Original title: | The return |
Director: | Uberto Pasolini |
Release: | Cinema |
Running time: | 118 minutes |
Release date: | 06 december 2024 |
Rating: |
In The Return, director Uberto Pasolini undertakes the daring task of reimagining the second half of Homer's Odyssey, not as an epic populated by gods and monsters, but as a sober psychological drama rooted in the burning reality of post-war trauma and existential uprooting. By stripping the story of all the mythological embellishments, divine intervention, and fantastical trials that once defined Ulysses, Uberto Pasolini lays bare the very essence of the warrior's journey: not the battles fought on foreign seas, but those fought within oneself. This film is less about the journey home than about what happens when you finally arrive at your destination, when you return not as the triumphant hero of legend, but as a stranger, broken and barely whole. It's a bold break, made entirely convincing by Ralph Fiennes, whose imposing and intense performance captures the violent contradiction of a man revered in myth but ravaged by his memories.
Ralph Fiennes gives himself entirely to the role, both physically and emotionally, with a level of commitment that recalls the methodical gravity of his performance in Coriolanus. From the moment he staggers naked onto the shore of Ithaca, scarred, muscular, his body marked by the trials of war, the film makes it clear that this Ulysses is no longer a figure of Homeric greatness. He looks more like a weathered veteran returning from Vietnam or Iraq, haunted by bloodshed, weighed down by survivor's guilt, and unsure how to occupy a home he no longer recognizes. The performance is astonishing in its restraint: Fiennes speaks little, but his eyes do all the work, carrying the weight of twenty years of violence and loss. His silence is not empty, but filled with ghosts, each glance bearing witness to the men who did not return. Pasolini plays on this tension, depriving us of the comfort of explanations or flashbacks. Instead, he offers us close-ups lit by the glow of fire and shadows, forcing us to look at the silent grief of a man whose identity is more myth than memory.
Opposite him, Juliette Binoche imbues Queen Penelope with a quiet strength that is both regal and heartbreaking. It's the kind of internalized performance that could be mistaken for detachment, but is in fact a masterclass in restraint. Her Penelope is not a weeping widow, but a vigilant survivor, navigating a daily minefield of toxic masculinity as a palace full of predatory suitors encroaches on her dignity. As she drifts like a ghost through dimly lit rooms, she resists relentlessly, undoing her shroud each night to delay the moment when she must relinquish her sovereignty. Juliette Binoche embodies a woman who has turned waiting into war, her silent defiance no less courageous than any naval battle.
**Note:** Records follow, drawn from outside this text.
mod agency;
mod car;
mod listing;
mod motorcycle;
mod user;

pub use agency::{Agency, AgencyStatus, AgencySummary, TransactionType, VehicleType};
pub use car::Car;
pub use listing::{Listing, ListingCondition, ListingImage, ListingStatus};
pub use motorcycle::Motorcycle;
pub use user::{Role, User};
//! HTTP facade (C9): axum router translating JSON requests to core calls
//! (SPEC_FULL.md §6). Request validation and error-to-status mapping live
//! here, not in the core.

use crate::core::keys::baseline_key;
use crate::core::model::{AnomalyCheckRequest, DayType, SpanAnomalyCheckRequest, TimeBucket};
use crate::facade::error::ApiError;
use crate::facade::request_id;
use crate::facade::state::AppState;
use axum::extract::{Path, Query, State};
use axum::http::StatusCode;
use axum::middleware;
use axum::routing::{get, post};
use axum::{Json, Router};
use serde::Deserialize;

pub fn router(state: AppState) -> Router {
    Router::new()
        .route("/v1/check", post(check))
        .route("/v1/spans/check", post(span_check))
        .route("/v1/baseline", get(get_baseline))
        .route("/v1/available", get(list_available))
        .route("/v1/traces/:id", get(get_trace))
        .route("/v1/traces/:id/longest-span", get(longest_span))
        .route("/v1/traces/:id/child-spans", get(child_spans))
        .route("/v1/traces/:id/child-span-anomalies", get(child_span_anomalies))
        .route("/healthz", get(healthz))
        .route("/metrics", get(metrics))
        .layer(middleware::from_fn(request_id::middleware))
        .with_state(state)
}

async fn check(
    State(state): State<AppState>,
    Json(req): Json<AnomalyCheckRequest>,
) -> Result<Json<crate::core::model::AnomalyCheckResponse>, ApiError> {
    Ok(Json(state.evaluator.check(&req).await?))
}

async fn span_check(
    State(state): State<AppState>,
    Json(req): Json<SpanAnomalyCheckRequest>,
) -> Result<Json<crate::core::model::AnomalyCheckResponse>, ApiError> {
    Ok(Json(state.evaluator.span_check(&req).await?))
}

#[derive(Deserialize)]
struct BaselineQuery {
    service: String,
    endpoint: String,
    hour: u8,
    #[serde(rename = "dayType")]
    day_type: String,
}

async fn get_baseline(
    State(state): State<AppState>,
    Query(q): Query<BaselineQuery>,
) -> Result<Json<crate::core::model::Baseline>, ApiError> {
    let day_type = DayType::parse(&q.day_type)
        .ok_or_else(|| crate::core::error::CoreError::InvalidInput(format!("unknown dayType: {}", q.day_type)))?;
    if q.hour > 23 {
        return Err(crate::core::error::CoreError::InvalidInput(format!("hour out of range: {}", q.hour)).into());
    }
    let bucket = TimeBucket {
        hour: q.hour,
        day_type,
    };
    let key = baseline_key(&q.service, &q.endpoint, bucket);
    match state.store.get_baseline(&key).await? {
        Some(baseline) => Ok(Json(baseline)),
        None => Err(crate::core::error::CoreError::NotFound(key).into()),
    }
}

async fn list_available(
    State(state): State<AppState>,
) -> Result<Json<crate::core::model::AvailableServicesResponse>, ApiError> {
    Ok(Json(state.list_available.list().await?))
}

async fn get_trace(
    State(state): State<AppState>,
    Path(id): Path<String>,
) -> Result<Json<crate::core::model::TraceSummary>, ApiError> {
    Ok(Json(state.introspection.get_trace(&id).await?))
}

async fn longest_span(
    State(state): State<AppState>,
    Path(id): Path<String>,
) -> Result<Json<crate::core::model::Span>, ApiError> {
    Ok(Json(state.introspection.longest_span(&id).await?))
}

#[derive(Deserialize)]
struct ParentQuery {
    parent: String,
}

async fn child_spans(
    State(state): State<AppState>,
    Path(id): Path<String>,
    Query(q): Query<ParentQuery>,
) -> Result<Json<Vec<crate::core::model::Span>>, ApiError> {
    Ok(Json(state.introspection.child_spans(&id, &q.parent).await?))
}

async fn child_span_anomalies(
    State(state): State<AppState>,
    Path(id): Path<String>,
    Query(q): Query<ParentQuery>,
) -> Result<Json<Vec<crate::core::model::ChildSpanAnomaly>>, ApiError> {
    Ok(Json(
        state.introspection.child_span_anomalies(&id, &q.parent).await?,
    ))
}

async fn healthz(State(state): State<AppState>) -> StatusCode {
    match state.store.ping().await {
        Ok(()) => StatusCode::OK,
        Err(_) => StatusCode::SERVICE_UNAVAILABLE,
    }
}

/// Prometheus exposition for ingest/recompute/anomaly counters (SPEC_FULL.md
/// §6/§9 C13).
async fn metrics(State(state): State<AppState>) -> String {
    state.metrics_handle.render()
}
There is a particularly captivating scene, rich in unspoken tension, where she talks to Ulysses in disguise, unaware—or perhaps intuitively aware—of who he really is. Her voice trembles with contained fury as she demands to know whether her husband, like the other warriors, has raped and murdered. It's a moment that deconstructs heroism with surgical precision, and Binoche renders it with unsettling grace.
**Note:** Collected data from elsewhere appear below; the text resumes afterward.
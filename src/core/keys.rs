//! Key construction and parsing for the five store key families
//! (spec.md §3). Key strings are part of the store's wire contract; the
//! format is not an implementation detail.

use crate::core::model::{DayType, TimeBucket};

pub const DUR_PREFIX: &str = "dur:";
pub const BASE_PREFIX: &str = "base:";
pub const SPANDUR_PREFIX: &str = "spandur:";
pub const SPANBASE_PREFIX: &str = "spanbase:";
pub const SEEN_PREFIX: &str = "seen:";
pub const DIRTY_SET_KEY: &str = "dirtyKeys";

fn bucketed(prefix: &str, service: &str, leaf: &str, bucket: TimeBucket) -> String {
    format!(
        "{prefix}{service}|{leaf}|{hour}|{day}",
        hour = bucket.hour,
        day = bucket.day_type.as_str()
    )
}

pub fn duration_key(service: &str, endpoint: &str, bucket: TimeBucket) -> String {
    bucketed(DUR_PREFIX, service, endpoint, bucket)
}

pub fn baseline_key(service: &str, endpoint: &str, bucket: TimeBucket) -> String {
    bucketed(BASE_PREFIX, service, endpoint, bucket)
}

pub fn span_duration_key(service: &str, span_name: &str, bucket: TimeBucket) -> String {
    bucketed(SPANDUR_PREFIX, service, span_name, bucket)
}

pub fn span_baseline_key(service: &str, span_name: &str, bucket: TimeBucket) -> String {
    bucketed(SPANBASE_PREFIX, service, span_name, bucket)
}

pub fn seen_key(trace_id: &str) -> String {
    format!("{SEEN_PREFIX}{trace_id}")
}

/// A baseline key's derived duration key, parsed back out for the
/// recomputer (C5) and the introspection/list-available paths.
#[derive(Debug, Clone, PartialEq, Eq)]
pub struct ParsedBaselineKey {
    pub service: String,
    pub leaf: String,
    pub bucket: TimeBucket,
    pub is_span: bool,
}

impl ParsedBaselineKey {
    pub fn duration_key(&self) -> String {
        if self.is_span {
            span_duration_key(&self.service, &self.leaf, self.bucket)
        } else {
            duration_key(&self.service, &self.leaf, self.bucket)
        }
    }
}

/// Parses `base:<service>|<endpoint>|<hour>|<dayType>` or
/// `spanbase:<service>|<spanName>|<hour>|<dayType>`. Returns `None` for
/// unknown prefixes or malformed bodies; callers log and discard (spec.md
/// §3 invariant: "unknown prefixes are logged and discarded by the
/// recomputer").
pub fn parse_baseline_key(key: &str) -> Option<ParsedBaselineKey> {
    let (is_span, body) = if let Some(rest) = key.strip_prefix(SPANBASE_PREFIX) {
        (true, rest)
    } else if let Some(rest) = key.strip_prefix(BASE_PREFIX) {
        (false, rest)
    } else {
        return None;
    };

    let mut parts = body.split('|');
    let service = parts.next()?.to_string();
    let leaf = parts.next()?.to_string();
    let hour: u8 = parts.next()?.parse().ok()?;
    let day_type = DayType::parse(parts.next()?)?;
    if parts.next().is_some() || hour > 23 {
        return None;
    }

    Some(ParsedBaselineKey {
        service,
        leaf,
        bucket: TimeBucket { hour, day_type },
        is_span,
    })
}

#[cfg(test)]
mod tests {
    use super::*;

    fn bucket(hour: u8, day_type: DayType) -> TimeBucket {
        TimeBucket { hour, day_type }
    }

    #[test]
    fn trace_key_shapes() {
        let b = bucket(16, DayType::Weekday);
        assert_eq!(duration_key("api", "GET /u", b), "dur:api|GET /u|16|weekday");
        assert_eq!(baseline_key("api", "GET /u", b), "base:api|GET /u|16|weekday");
    }

    #[test]
    fn span_key_shapes() {
        let b = bucket(9, DayType::Weekend);
        assert_eq!(
            span_duration_key("api", "handler.exec", b),
            "spandur:api|handler.exec|9|weekend"
        );
        assert_eq!(
            span_baseline_key("api", "handler.exec", b),
            "spanbase:api|handler.exec|9|weekend"
        );
    }

    #[test]
    fn round_trips_through_parse() {
        let key = baseline_key("api", "GET /u", bucket(16, DayType::Weekday));
        let parsed = parse_baseline_key(&key).unwrap();
        assert_eq!(parsed.service, "api");
        assert_eq!(parsed.leaf, "GET /u");
        assert_eq!(parsed.bucket, bucket(16, DayType::Weekday));
        assert!(!parsed.is_span);
        assert_eq!(parsed.duration_key(), "dur:api|GET /u|16|weekday");
    }

    #[test]
    fn rejects_unknown_prefix() {
        assert!(parse_baseline_key("dur:api|GET /u|16|weekday").is_none());
        assert!(parse_baseline_key("dirtyKeys").is_none());
    }

    #[test]
    fn rejects_malformed_body() {
        assert!(parse_baseline_key("base:api|GET /u|25|weekday").is_none());
        assert!(parse_baseline_key("base:api|GET /u|16|someday").is_none());
        assert!(parse_baseline_key("base:api|GET /u|16").is_none());
    }
}
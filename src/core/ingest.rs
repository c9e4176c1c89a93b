//! Ingest (C4): dedup -> bucket -> append-and-trim -> mark baseline dirty,
//! for both trace-level and span-level events.

use crate::core::bucket::bucket_for_nanos;
use crate::core::error::CoreResult;
use crate::core::keys::{baseline_key, duration_key, span_baseline_key, span_duration_key};
use crate::core::model::{SpanEvent, TraceEvent};
use crate::core::store::Store;
use std::sync::Arc;
use std::time::Duration;
use tracing::{debug, warn};

#[derive(Debug, Clone, Copy)]
pub struct IngestConfig {
    pub dedup_ttl: Duration,
    pub window_size: usize,
}

#[derive(Debug, Clone, Copy, PartialEq, Eq)]
pub enum IngestOutcome {
    Ingested,
    NotIngested,
}

pub struct Ingest {
    store: Arc<dyn Store>,
    timezone: String,
    config: IngestConfig,
}

impl Ingest {
    pub fn new(store: Arc<dyn Store>, timezone: String, config: IngestConfig) -> Self {
        Ingest {
            store,
            timezone,
            config,
        }
    }

    /// Trace-level ingest (spec.md §4.4).
    pub async fn ingest_trace(&self, event: &TraceEvent) -> CoreResult<IngestOutcome> {
        if self
            .store
            .is_duplicate_or_mark(&event.trace_id, self.config.dedup_ttl)
            .await?
        {
            debug!(trace_id = %event.trace_id, "duplicate trace, not ingested");
            metrics::counter!("ingest_total", "outcome" => "duplicate").increment(1);
            return Ok(IngestOutcome::NotIngested);
        }

        let bucket = bucket_for_nanos(event.start_nano, &self.timezone)?;
        let dur_key = duration_key(&event.service, &event.endpoint, bucket);
        let base_key = baseline_key(&event.service, &event.endpoint, bucket);

        self.store
            .append_duration(&dur_key, event.duration_ms, self.config.window_size)
            .await?;
        self.store.mark_dirty(&base_key).await?;

        metrics::counter!("ingest_total", "outcome" => "ingested").increment(1);
        Ok(IngestOutcome::Ingested)
    }

    /// Span-level ingest. No dedup; spans with empty identifiers,
    /// unparseable timestamps, or non-positive duration are skipped rather
    /// than erroring the whole batch (spec.md §4.4 span variant).
    pub async fn ingest_spans(&self, spans: &[SpanEvent]) -> CoreResult<usize> {
        let mut ingested = 0;
        for span in spans {
            if span.service_name.is_empty() || span.name.is_empty() {
                continue;
            }
            let duration_ms = (span.end_nano - span.start_nano) / 1_000_000;
            if duration_ms <= 0 {
                continue;
            }
            let bucket = match bucket_for_nanos(span.start_nano, &self.timezone) {
                Ok(b) => b,
                Err(err) => {
                    warn!(service = %span.service_name, name = %span.name, %err, "unparseable span timestamp, skipping");
                    continue;
                }
            };

            let dur_key = span_duration_key(&span.service_name, &span.name, bucket);
            let base_key = span_baseline_key(&span.service_name, &span.name, bucket);

            self.store
                .append_duration(&dur_key, duration_ms, self.config.window_size)
                .await?;
            self.store.mark_dirty(&base_key).await?;
            metrics::counter!("span_ingest_total", "outcome" => "ingested").increment(1);
            ingested += 1;
        }
        Ok(ingested)
    }
}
What ultimately defines The Return is not just the performances of the actors, but the way Uberto Pasolini reframes the myth to make it a vehicle for emotional truth. Known for his work on Nowhere Special, Pasolini once again reveals his affinity for stories of quiet devastation. Here, from a screenplay co-written with John Collee and the late Edward Bond, he constructs a narrative that is as much about post-traumatic reckoning as it is about reclaiming one's name. Gone are the cyclops and sirens; in their place we have the brutal Antinoos, played with magnetic cunning by Marwan Kenzari, and the cowardly Pisander (Tom Rhys Harries), who embody a very human, petty, cruel, and banal evil. These suitors not only threaten Penelope's safety, they symbolize the rot that eats away at the absence of legitimate leadership. Even Telemachus, played unevenly by Charlie Plummer, is a victim of this rot: capricious and angry, his character oscillates between self-pity and impotent rage. It's a thankless role, and Plummer struggles under its weight, but even this unevenness underscores the generational rift that war leaves in its wake.
Visually, the film displays modest but evocative craftsmanship. Shot mainly in Corfu, with cinematographer Marius Panduru using natural light and fire to sculpt interiors into pictorial compositions, The Return evokes the raw austerity of Michael Cacoyannis's The Trojan Women or the political introspection of Shakespeare adaptations. The castles are not opulent, but brutalist; the landscapes, though sun-drenched, are eerily empty. The violence, when it finally erupts, is neither stylized nor triumphant: it is brutal, terrifying, and matter-of-fact. There is a strange satisfaction in seeing Ulysses draw his bow and accomplish the inevitable, but Uberto Pasolini is not interested in catharsis. When the arrows fly, we are not supposed to applaud. We are supposed to mourn the necessity of their flight.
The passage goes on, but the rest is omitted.